Today, though, I take a look back at a topic I mentioned on February 10, in a post entitled “Can sports teach us anything worthwhile about business?”
I was inspired to address this question when I read an article by Bill Taylor in the February 3 issue of the Harvard Business Review. In “Why Sports Are a Terrible Metaphor for Business”, Taylor warns us against the temptation to look for business lessons on the fields where professional athletes exercise their craft. As he puts it: “Sports, it turns out, are a terrible metaphor for business, and leaders who look to the gridiron or the soccer pitch for ideas about their work will be sorely disappointed.”
As the author sees it, notions of competition, strategy and value creation are so divergent in the two domains that one is of limited relevance to the other. For example, sports are a zero-sum competition (for my team to win, yours must lose), while most industries have room for a number of different winners in the same marketplace. Taylor goes on to state that business managers can learn little about talent management and teamwork from a sport such as American football, where an average player career lasts about three years. As such, building an organization for the long term, something great companies strive to do, is a concept that simply does not apply.
Mr Taylor is a cofounder of Fast Company magazine, one of the publications I have read and learned much from, virtually every month since it was launched in the mid 1990s. That said, and despite all the respect I have both for Taylor and his work, to me his HBR article misses the mark.
Of course, some of the author’s assertions are unarguably true. Differences in the notions of competition, teamwork, and value creation in the two realms make sports an imperfect metaphor for business. At the same time, I would argue that athletic activities do indeed provide useful analogies for the business world, particularly in the domain of people management. In fact, the various sports teams I have worked with or studied in my research have brought forth a number of useful lessons, stories, and concepts that I have often used in my consulting and teaching.
There is one aspect of Mr Taylor’s reasoning that I take particular issue with. He states that business people have little to learn from American football coaches, due to the short-term, disposable mindset that defines life in the National Football League. As Taylor writes, “Most football teams, to be brutally honest, are a collection of mercenaries ruled by a tyrant. That’s not how great business organizations work.”

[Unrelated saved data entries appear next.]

//! Shared fixtures for the playback integration tests.

#![allow(dead_code)]

use std::path::PathBuf;
use std::sync::{Arc, Mutex};
use std::time::Duration;

use async_trait::async_trait;
use bridge_traits::error::Result as BridgeResult;
use bridge_traits::{DownloadTask, MediaEngine, MediaEngineEvent, MediaEventSender};
use core_playback::{Audiobook, ChapterLocation, PlayerObserver, SpineElement};
use mockall::mock;
use tracing::field::{Field, Visit};
use tracing::{Event, Level, Subscriber};
use tracing_subscriber::layer::Context;
use tracing_subscriber::Layer;

mock! {
    pub MediaEngine {}

    #[async_trait]
    impl MediaEngine for MediaEngine {
        async fn load(&self, items: Vec<PathBuf>, events: MediaEventSender) -> BridgeResult<()>;
        async fn append(&self, items: Vec<PathBuf>) -> BridgeResult<()>;
        async fn play(&self) -> BridgeResult<()>;
        async fn pause(&self) -> BridgeResult<()>;
        async fn seek(&self, offset: Duration) -> BridgeResult<()>;
        async fn select_item(&self, index: usize) -> BridgeResult<()>;
        async fn set_rate(&self, rate: f32) -> BridgeResult<()>;
        async fn unload(&self) -> BridgeResult<()>;
        fn current_offset(&self) -> Duration;
        fn last_error(&self) -> Option<String>;
    }
}

pub const CHAPTER_LENGTH: Duration = Duration::from_secs(60);
pub const ENGINE_OFFSET: Duration = Duration::from_secs(5);

/// Download whose completion the test controls.
#[derive(Default)]
pub struct Download(Mutex<Option<PathBuf>>);

impl Download {
    pub fn finish(&self, path: impl Into<PathBuf>) {
        *self.0.lock().unwrap() = Some(path.into());
    }
}

impl DownloadTask for Download {
    fn local_path(&self) -> Option<PathBuf> {
        self.0.lock().unwrap().clone()
    }
}

/// Spine elements of one-minute chapters, numbered from 1. `downloaded[i]`
/// decides whether chapter `i + 1` already has a local file.
pub fn chapters(downloaded: &[bool]) -> (Vec<SpineElement>, Vec<Arc<Download>>) {
    let downloads: Vec<Arc<Download>> = downloaded
        .iter()
        .enumerate()
        .map(|(i, done)| {
            let download = Arc::new(Download::default());
            if *done {
                download.finish(format!("/data/books/chapter-{}.mp3", i + 1));
            }
            download
        })
        .collect();

    let elements = downloads
        .iter()
        .enumerate()
        .map(|(i, download)| {
            let task: Arc<dyn DownloadTask> = Arc::clone(download) as Arc<dyn DownloadTask>;
            SpineElement::new(i as u32 + 1, 0, CHAPTER_LENGTH, task)
                .with_title(format!("Chapter {}", i + 1))
        })
        .collect();

    (elements, downloads)
}

pub fn open_access_book(downloaded: &[bool]) -> (Audiobook, Vec<Arc<Download>>) {
    let (elements, downloads) = chapters(downloaded);
    (Audiobook::open_access("urn:isbn:9780000000001", elements), downloads)
}

/// Where the controller's engine event sender ends up after `load`.
#[derive(Clone, Default)]
pub struct EngineEvents(pub Arc<Mutex<Option<MediaEventSender>>>);

impl EngineEvents {
    pub fn send(&self, event: MediaEngineEvent) {
        if let Some(sender) = self.0.lock().unwrap().as_ref() {
            let _ = sender.send(event);
        }
    }

    /// Send and let the pump task apply the events.
    pub async fn deliver(&self, events: impl IntoIterator<Item = MediaEngineEvent>) {
        for event in events {
            self.send(event);
        }
        settle().await;
    }
}

pub async fn settle() {
    for _ in 0..8 {
        tokio::task::yield_now().await;
    }
}

/// Engine accepting any queue, reporting a fixed offset and no error.
pub fn engine(events: &EngineEvents) -> MockMediaEngine {
    engine_with_error(events, None)
}

pub fn engine_with_error(events: &EngineEvents, last_error: Option<&str>) -> MockMediaEngine {
    let mut engine = MockMediaEngine::new();
    let slot = Arc::clone(&events.0);
    engine.expect_load().times(1).returning(move |_, sender| {
        *slot.lock().unwrap() = Some(sender);
        Ok(())
    });
    engine.expect_current_offset().return_const(ENGINE_OFFSET);
    engine
        .expect_last_error()
        .return_const(last_error.map(str::to_string));
    engine
}

/// Observer recording every callback as a short string.
#[derive(Default)]
pub struct Recorder(Mutex<Vec<String>>);

impl Recorder {
    pub fn calls(&self) -> Vec<String> {
        self.0.lock().unwrap().clone()
    }

    fn push(&self, call: String) {
        self.0.lock().unwrap().push(call);
    }
}

impl PlayerObserver for Recorder {
    fn did_begin_playback(&self, location: &ChapterLocation) {
        self.push(format!("begin:{}", location.number));
    }

    fn did_stop_playback(&self, location: &ChapterLocation) {
        self.push(format!("stop:{}", location.number));
    }

    fn did_fail_playback(&self, location: &ChapterLocation, error: Option<&str>) {
        self.push(format!("fail:{}:{}", location.number, error.unwrap_or("")));
    }

    fn did_complete(&self, location: &ChapterLocation) {
        self.push(format!("complete:{}", location.number));
    }

    fn did_unload(&self) {
        self.push("unload".to_string());
    }
}

/// One captured event: its level, message and `error` field.
#[derive(Clone, Debug)]
pub struct CapturedEvent {
    pub level: Level,
    pub message: String,
    pub error: Option<String>,
}

/// Captures every event.
#[derive(Clone, Default)]
pub struct CapturedLogs(Arc<Mutex<Vec<CapturedEvent>>>);

impl CapturedLogs {
    pub fn count_level(&self, level: Level) -> usize {
        self.0
            .lock()
            .unwrap()
            .iter()
            .filter(|event| event.level == level)
            .count()
    }

    pub fn count(&self, level: Level, needle: &str) -> usize {
        self.0
            .lock()
            .unwrap()
            .iter()
            .filter(|event| event.level == level && event.message.contains(needle))
            .count()
    }

    /// Events at `level` whose message contains `needle`.
    pub fn find(&self, level: Level, needle: &str) -> Vec<CapturedEvent> {
        self.0
            .lock()
            .unwrap()
            .iter()
            .filter(|event| event.level == level && event.message.contains(needle))
            .cloned()
            .collect()
    }
}

#[derive(Default)]
struct MessageVisitor {
    message: String,
    error: Option<String>,
}

impl Visit for MessageVisitor {
    fn record_debug(&mut self, field: &Field, value: &dyn std::fmt::Debug) {
        match field.name() {
            "message" => self.message = format!("{:?}", value),
            "error" => self.error = Some(format!("{:?}", value)),
            _ => {}
        }
    }
}

impl<S: Subscriber> Layer<S> for CapturedLogs {
    fn on_event(&self, event: &Event<'_>, _ctx: Context<'_, S>) {
        let mut visitor = MessageVisitor::default();
        event.record(&mut visitor);
        self.0.lock().unwrap().push(CapturedEvent {
            level: *event.metadata().level(),
            message: visitor.message,
            error: visitor.error,
        });
    }
}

I would argue that the secret of the great sports teams is precisely that they build something unique and special, a group culture that takes everyone in the story far beyond the dynamic of mercenaries and tyrants. Such was the case of the outstanding Manchester United teams under Sir Alex Ferguson, the Chicago Bulls of the Phil Jackson era, and the New England Patriots today.
While sports is admittedly an imperfect metaphor for business, it remains nonetheless an instructive one in the realms of group culture and people management. All of us who work to achieve extraordinary group performance can learn a great deal from highly successful sports teams. In the coming weeks, we’ll take a close look at some enlightening examples.